There is considerable evidence that environmental oestrogens impact upon the development of the female genital tract and subsequent fertility in fish, laboratory rodents, and livestock. Such oestrogenic compounds may be (1) naturally occurring compounds synthesised by plants to resist pathogens, (2) natural steroidal oestrogens or synthetic oestrogens excreted into the environment, or (3) chemicals synthesised for another purpose and found subsequently to have oestrogenic activity. In humans, there is growing evidence that such compounds may have an impact on male fertility and on the risk of developing breast cancer. The literature on the effect of environmental oestrogens on the human genital tract is surprising by its absence. It is evident that such compounds are in our environment, and that we ingest them. Furthermore, it is clear that they may affect the length of the human menstrual cycle. The true effect of such compounds on the pathophysiology of the female genital tract remains unknown. The animal data suggest that the timing of exposure to such compounds is crucial, with neonatal exposure having the most pronounced effects.

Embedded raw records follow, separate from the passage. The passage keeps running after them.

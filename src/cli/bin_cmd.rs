//! Recycle bin CLI commands

use anyhow::{bail, Result};
use clap::Subcommand;

use super::common::{inspect, mutate};
use super::output::Output;
use crate::domain::Locale;
use crate::repository::{BinQuery, BinTarget, DeletedItem};

#[derive(Subcommand)]
pub enum BinCommands {
    /// List deleted pages and translations, newest first
    List {
        /// Only Global pages ("global") or one region (e.g., TW)
        #[arg(long)]
        origin: Option<String>,

        /// Match title or slug
        #[arg(long)]
        search: Option<String>,
    },

    /// Restore a deleted page or translation
    ///
    /// A page ID or translation key restores its most recent deletion;
    /// a deletion ID (d-...) picks one entry.
    Restore {
        /// Deletion ID, page ID or translation key
        key: String,
    },

    /// Permanently delete items from the bin
    ///
    /// Examples:
    ///   pagesync bin purge p-1a2b3c4@TW      # Latest deletion of a translation
    ///   pagesync bin purge d-03c9e1a         # One entry
    ///   pagesync bin purge --older-than 30   # Deleted more than 30 days ago
    ///   pagesync bin purge --expired         # Past bin.retention_days
    Purge {
        /// Deletion ID, page ID or translation key
        key: Option<String>,

        /// Purge items past the configured retention
        #[arg(long, conflicts_with = "key")]
        expired: bool,

        /// Purge items deleted more than this many days ago
        #[arg(long, value_name = "DAYS", conflicts_with_all = ["key", "expired"])]
        older_than: Option<u32>,
    },

    /// Permanently delete everything in the bin
    Empty,
}

pub fn run(cmd: BinCommands, output: &Output) -> Result<()> {
    match cmd {
        BinCommands::List { origin, search } => list(output, origin.as_deref(), search),
        BinCommands::Restore { key } => restore(output, &key.parse()?),
        BinCommands::Purge {
            key,
            expired,
            older_than,
        } => match (key, expired, older_than) {
            (Some(key), _, _) => purge(output, &key.parse()?),
            (None, true, _) => purge_expired(output, None),
            (None, false, Some(days)) => purge_expired(output, Some(days)),
            (None, false, None) => bail!("Specify a key, --expired or --older-than DAYS"),
        },
        BinCommands::Empty => empty(output),
    }
}

fn parse_origin(origin: &str) -> Result<Option<Locale>> {
    if origin.eq_ignore_ascii_case("global") {
        Ok(None)
    } else {
        Ok(Some(origin.parse()?))
    }
}

fn list(output: &Output, origin: Option<&str>, search: Option<String>) -> Result<()> {
    let query = BinQuery {
        origin: origin.map(parse_origin).transpose()?,
        search,
    };

    inspect(|_, repo| {
        let items = repo.bin().list(&query);

        if output.is_json() {
            output.data(&items);
        } else if items.is_empty() {
            println!("Recycle bin is empty");
        } else {
            println!(
                "{:<10} {:<18} {:<8} {:<17} {:<16} {:<28} TITLE",
                "ID", "KEY", "ORIGIN", "DELETED", "BY", "SLUG"
            );
            println!("{}", "-".repeat(110));
            for item in &items {
                let doc = item.doc();
                println!(
                    "{:<10} {:<18} {:<8} {:<17} {:<16} {:<28} {}",
                    item.id.to_string(),
                    item.key().to_string(),
                    item.locale().map_or("global", Locale::as_str),
                    item.deleted_at.format("%Y-%m-%d %H:%M").to_string(),
                    item.deleted_by,
                    doc.slug.to_string(),
                    doc.title
                );
            }
        }
        Ok(())
    })
}

fn restore(output: &Output, target: &BinTarget) -> Result<()> {
    let restored = mutate(|_, repo| Ok(repo.restore(target.clone())?))?;

    if output.is_json() {
        output.data(&serde_json::json!({ "restored": restored }));
    } else {
        output.success(&format!("Restored {}", restored));
    }
    Ok(())
}

fn purge(output: &Output, target: &BinTarget) -> Result<()> {
    let item = mutate(|_, repo| Ok(repo.bin_mut().purge(target.clone())?))?;

    if output.is_json() {
        output.data(&serde_json::json!({ "purged": [summary(&item)] }));
    } else {
        output.success(&format!("Permanently deleted {} ({})", item.key(), item.id));
    }
    Ok(())
}

fn summary(item: &DeletedItem) -> serde_json::Value {
    serde_json::json!({ "id": item.id, "key": item.key() })
}

/// Purges by age; `None` uses the configured retention
fn purge_expired(output: &Output, days: Option<u32>) -> Result<()> {
    let purged = mutate(|ws, repo| {
        let days = match days.or(ws.config().project.bin.retention_days) {
            Some(days) => days,
            None => bail!("bin.retention_days is not set in .pagesync/config.toml; use --older-than DAYS"),
        };
        Ok(repo.purge_expired(days))
    })?;

    if output.is_json() {
        let purged: Vec<_> = purged.iter().map(summary).collect();
        output.data(&serde_json::json!({ "purged": purged }));
    } else if purged.is_empty() {
        println!("Nothing to purge");
    } else {
        output.success(&format!("Permanently deleted {} item(s)", purged.len()));
    }
    Ok(())
}

fn empty(output: &Output) -> Result<()> {
    let count = mutate(|_, repo| Ok(repo.bin_mut().purge_all()))?;

    if output.is_json() {
        output.data(&serde_json::json!({ "purged": count }));
    } else {
        output.success(&format!("Emptied the recycle bin ({} item(s))", count));
    }
    Ok(())
}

Given the exposure of neonates to phytoestrogens, this should be a cause for concern. The impact of exposure to phytoestrogens in adulthood is also worthy of further study. Because there is clear evidence that natural and synthetic steroid oestrogens excreted into the environment may affect wildlife and also enter the human water supply, the impact of such agents deserves attention. Clearly, however, large scale longitudinal studies will be needed to separate the effects of environmental oestrogens from those of the abundant confounding factors.